Not long ago, one of the major golf mags did an admittedly subjective, rather whimsical listing of the ‘Golfiest’ states. New Mexico was mired in the lowest echelon, beating out just half-a-dozen also-rans. (Alaska, Delaware, Wyoming, Tennessee, Louisiana and New Hampshire, for those of you scoring at home.)
However despite its modest ranking in several of the metrics used (golf avidness displayed by residents, in addition to ‘vibe,’ which encompasses things like preponderance of homegrown golf luminaries, number of prestigious championships contested there, etc.) New Mexico scores well where it counts: The playing fields themselves. Here’s a quick overview of a quartet of the best public-access facilities in the Land of Enchantment, also known as the Land of Lopez: (IE—LPGA legend Nancy, who won the New Mexico Women’s Amateur at age twelve, and is the state’s most successful professional golfer.)
There are some fabulous collegiate golf courses in the nation. A short list would include Yale University, Duke, Ohio State-Scarlett and Stanford. To that august list one might add the University of New Mexico’s fine Championship Course. (Not to be confused with their nine-hole North Course, which is a fun diversion in its own right.)
At 7,500 yards from the tips, one might think it’s a course built for Phil and (the old) Tiger. In fact it is: Both have competed there during their intercollegiate careers. (Phil played at Arizona State, Tiger at Stanford.)
The course, not far from the Albuquerque airport, is hilly, tree-lined, and rife with waste areas. It plays a bit shorter than the advertised length owing to the mile-high (almost exactly, as it sits at 5,300 feet) elevation. That elevation boost helps on the monster eighth, a par-3 nearly 270 yards long. Those without college scholarships can tackle it from 250, 230, or even 170 yards. But whatever the yardage chosen, any ball coming up short of the green is destined to roll back some thirty yards or more.
Located just up the highway from Albuquerque on the way to Santa Fe, Twin Warriors is even more imposing than the aforementioned collegiate course. This Gary Panks design is more than 7,700 yards of high desert, championship golf routed in and around twenty ancient cultural sites of previous habitation and activity. The course features grassy knolls and ridges dotted with Juniper and Pinon Pine. Dry washes known as arroyos and eroded land features, along with the sacred butte known as Tuyuna or “Snakehead” complete a picture framed by unforgettable views of the Sandia Mountains. This is golf in a vast space, the acreage of the entire property dwarfs the course itself, which is typical of courses developed by Native American tribes. (In this case, the People of the Santa Ana.)
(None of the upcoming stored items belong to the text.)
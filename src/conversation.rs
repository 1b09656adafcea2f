//! The conversation state machine
//!
//! ```text
//! Idle ──wake──▶ CommandCapture ──heard──▶ Dispatching ──relisten──▶ FollowupCapture
//!  ▲                   │                       │                          │
//!  └──── silence ──────┘◀──────── done ────────┘◀──────── heard ──────────┘
//! ```
//!
//! Any state moves to `ShuttingDown` when the cancellation token fires.
//! Follow-ups are bounded by a per-turn counter, so a classifier that keeps
//! answering `unknown` cannot spin the loop.

use std::sync::Arc;

use tokio_util::sync::CancellationToken;

use crate::Result;
use crate::config::ConversationConfig;
use crate::dispatch::{DispatchContext, Dispatcher};
use crate::feedback::Feedback;
use crate::intent::IntentClassifier;
use crate::voice::{Capture, Listener, Wake};

/// Where the loop currently is
#[derive(Debug, Clone, Copy, PartialEq, Eq)]
pub enum State {
    Idle,
    CommandCapture,
    Dispatching,
    FollowupCapture,
    ShuttingDown,
}

/// One wake-to-idle cycle
#[derive(Debug, Clone, PartialEq, Eq)]
pub struct Turn {
    /// The command that started the turn; follow-up answers don't replace it
    pub original_command: String,
    /// A clarifying question is outstanding
    pub awaiting_followup: bool,
    /// Follow-up captures taken so far
    pub followups: u32,
}

impl Turn {
    #[must_use]
    pub const fn new(original_command: String) -> Self {
        Self {
            original_command,
            awaiting_followup: false,
            followups: 0,
        }
    }
}

/// Wires listener, classifier, dispatcher and feedback together
pub struct ConversationLoop {
    listener: Box<dyn Listener>,
    classifier: Arc<dyn IntentClassifier>,
    dispatcher: Dispatcher,
    feedback: Feedback,
    config: ConversationConfig,
    wake_word: String,
    listening_prompt: String,
    state: State,
}

impl ConversationLoop {
    pub fn new(
        listener: Box<dyn Listener>,
        classifier: Arc<dyn IntentClassifier>,
        dispatcher: Dispatcher,
        feedback: Feedback,
        config: ConversationConfig,
    ) -> Self {
        Self {
            listener,
            classifier,
            dispatcher,
            feedback,
            config,
            wake_word: crate::config::DEFAULT_WAKE_WORD.to_string(),
            listening_prompt: crate::config::DEFAULT_LISTENING_PROMPT.to_string(),
            state: State::Idle,
        }
    }

    /// Wake phrase named in the startup announcement
    #[must_use]
    pub fn with_wake_word(mut self, wake_word: impl Into<String>) -> Self {
        self.wake_word = wake_word.into();
        self
    }

    /// Prompt spoken after a bare wake phrase
    #[must_use]
    pub fn with_listening_prompt(mut self, prompt: impl Into<String>) -> Self {
        self.listening_prompt = prompt.into();
        self
    }

    #[must_use]
    pub const fn state(&self) -> State {
        self.state
    }

    fn enter(&mut self, state: State) {
        if self.state != state {
            tracing::debug!(from = ?self.state, to = ?state, "state transition");
            self.state = state;
        }
    }

    /// Run until cancelled or the input source closes
    ///
    /// # Errors
    ///
    /// Returns error if the listener fails irrecoverably; a farewell is
    /// still spoken first
    pub async fn run(&mut self, cancel: &CancellationToken) -> Result<()> {
        let announcement = format!(
            "Alpha activated. I am listening for the wake word: {}.",
            self.wake_word
        );
        self.feedback.speak(&announcement).await;

        let outcome = loop {
            if cancel.is_cancelled() {
                tracing::info!("stop requested");
                break Ok(());
            }

            self.enter(State::Idle);
            self.feedback.set_listening(false);
            self.feedback.set_status("Status: Idle");

            match self.listener.wait_for_wake_word(cancel).await {
                Ok(Wake::Detected { trailing }) => self.run_turn(trailing, cancel).await,
                Ok(Wake::Cancelled) => break Ok(()),
                Ok(Wake::Closed) => {
                    tracing::info!("input closed");
                    break Ok(());
                }
                Err(e) => {
                    tracing::error!(error = %e, "listener failed");
                    break Err(e);
                }
            }
        };

        self.enter(State::ShuttingDown);
        self.feedback.set_listening(false);
        self.feedback.log_line("Assistant shutting down...");
        let farewell = if outcome.is_ok() {
            "Goodbye."
        } else {
            "A critical error has occurred and Alpha is shutting down."
        };
        self.feedback.speak(farewell).await;
        outcome
    }

    /// Handle one turn after the wake phrase
    ///
    /// `trailing` is a command spoken together with the wake phrase; when
    /// absent the listening prompt is spoken and a command is captured.
    pub async fn run_turn(&mut self, trailing: Option<String>, cancel: &CancellationToken) {
        self.feedback.set_listening(true);
        self.feedback.set_status("Status: Wake word detected, listening for command");
        self.feedback.log_line("Wake word detected.");

        let command = match trailing {
            Some(command) => command,
            None => {
                self.enter(State::CommandCapture);
                let prompt = self.listening_prompt.clone();
                self.feedback.speak(&prompt).await;

                match self.listener.capture(self.config.command_window, cancel).await {
                    Capture::Heard(text) => text,
                    other => {
                        self.capture_notice(&other).await;
                        return;
                    }
                }
            }
        };

        tracing::info!(command = %command, "command received");
        self.feedback.log_line(format!("User command: {command}"));

        let mut turn = Turn::new(command.clone());
        let mut utterance = command;

        loop {
            if cancel.is_cancelled() {
                return;
            }

            self.enter(State::Dispatching);
            let intent = self.classifier.classify(&utterance).await;

            let mut ctx = DispatchContext {
                listener: self.listener.as_mut(),
                feedback: &mut self.feedback,
                cancel,
                allow_followup: turn.followups < self.config.followup_cap,
            };
            let result = self.dispatcher.dispatch(&intent, &utterance, &mut ctx).await;

            if !result.relisten_requested {
                break;
            }
            if turn.followups >= self.config.followup_cap {
                tracing::warn!(
                    followups = turn.followups,
                    original_command = %turn.original_command,
                    "follow-up cap reached"
                );
                break;
            }

            turn.awaiting_followup = true;
            turn.followups += 1;
            self.enter(State::FollowupCapture);
            self.feedback
                .log_line(format!("Prompted follow-up: {}", turn.original_command));

            match self.listener.capture(self.config.followup_window, cancel).await {
                Capture::Heard(text) => {
                    tracing::info!(
                        followup = %text,
                        original_command = %turn.original_command,
                        "follow-up received"
                    );
                    self.feedback.log_line(format!("User follow-up: {text}"));
                    turn.awaiting_followup = false;
                    utterance = text;
                }
                Capture::Cancelled => return,
                other => {
                    if !matches!(other, Capture::Silence) {
                        self.capture_notice(&other).await;
                    }
                    self.feedback
                        .speak("No response heard. Returning to wake word detection.")
                        .await;
                    break;
                }
            }
        }
    }

    async fn capture_notice(&mut self, capture: &Capture) {
        let notice = match capture {
            Capture::Heard(_) | Capture::Cancelled => return,
            Capture::Silence => "I didn't hear a command. Returning to sleep mode.",
            Capture::Unintelligible => {
                "Sorry, I could not understand the audio. Please speak clearly."
            }
            Capture::Unavailable(reason) => {
                tracing::warn!(reason = %reason, "speech service unavailable");
                "Sorry, my speech service is currently unavailable."
            }
        };
        self.feedback.speak(notice).await;
    }
}

#[cfg(test)]
mod tests {
    use super::*;

    #[test]
    fn new_turn_has_no_followups() {
        let turn = Turn::new("play".to_string());
        assert_eq!(turn.original_command, "play");
        assert!(!turn.awaiting_followup);
        assert_eq!(turn.followups, 0);
    }
}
Speaking of which, the nearby Santa Ana Golf Club is also worth a look. This sister course to Twin Warriors is little more than a mile away, and their trio of nine hole routings is a bit more intimate and walker-friendly, greens and tees closer to together, with less elevation change than what’s found on its marquee sibling.
Farmington is located in the sparsely populated northwest corner of the state, not far from the “Four Corners” region where Utah, Colorado, Arizona and New Mexico come together at a common border. One of the highlights of a visit to this somewhat remote town is a round at Pinon Hills, for many years considered one of the best public-access tracks (and best bargains) in the nation. Its desert beauty, long-range vistas, rolling hills, intimidating gullies, colorful flora and fauna have intrigued both locals and travelers since its 1989 debut. Elevated tees, deep grass bunkers, thoughtful water features, the occasional canyon and blind approach shot, and a series of devilish greens keep the attention level high at this secluded gem. Designed by Ken Dye, who is unrelated to Hall of Fame member Pete, this course would be a feather in the cap of any architect lucky enough to be bestowed such a captivating piece of topography.
Less than twenty five miles from Albuquerque in the town of Sandia Park is Paa Ko Ridge, considered by many to be the finest course in New Mexico. This is another Ken Dye design, the original eighteen debuting in 2000, with an additional nine added five years later.
With elevations as high as 7,000 feet, tee shots tend to travel far. The problem is if they’re not struck accurately, they will also travel far off line. The wind, firmness and tilt of the fairways and encroaching high desert terrain means that players will go hunting for errant balls in the juniper and ponderosa trees that frame the fairways, and help to provide separation between holes. The seventeenth hole is a jewel in this glittering crown, featuring a panoramic display of the course and surrounding Sandia Mountains. This dogleg par-4 bends left to a raised green surrounded by an amphitheater of trees. Any tee shot lost to the right or too short might result in a blind approach. At a course like Paa Ko Ridge, as beautiful as any venue in this magical state, blindness is a condition to be avoided at all costs.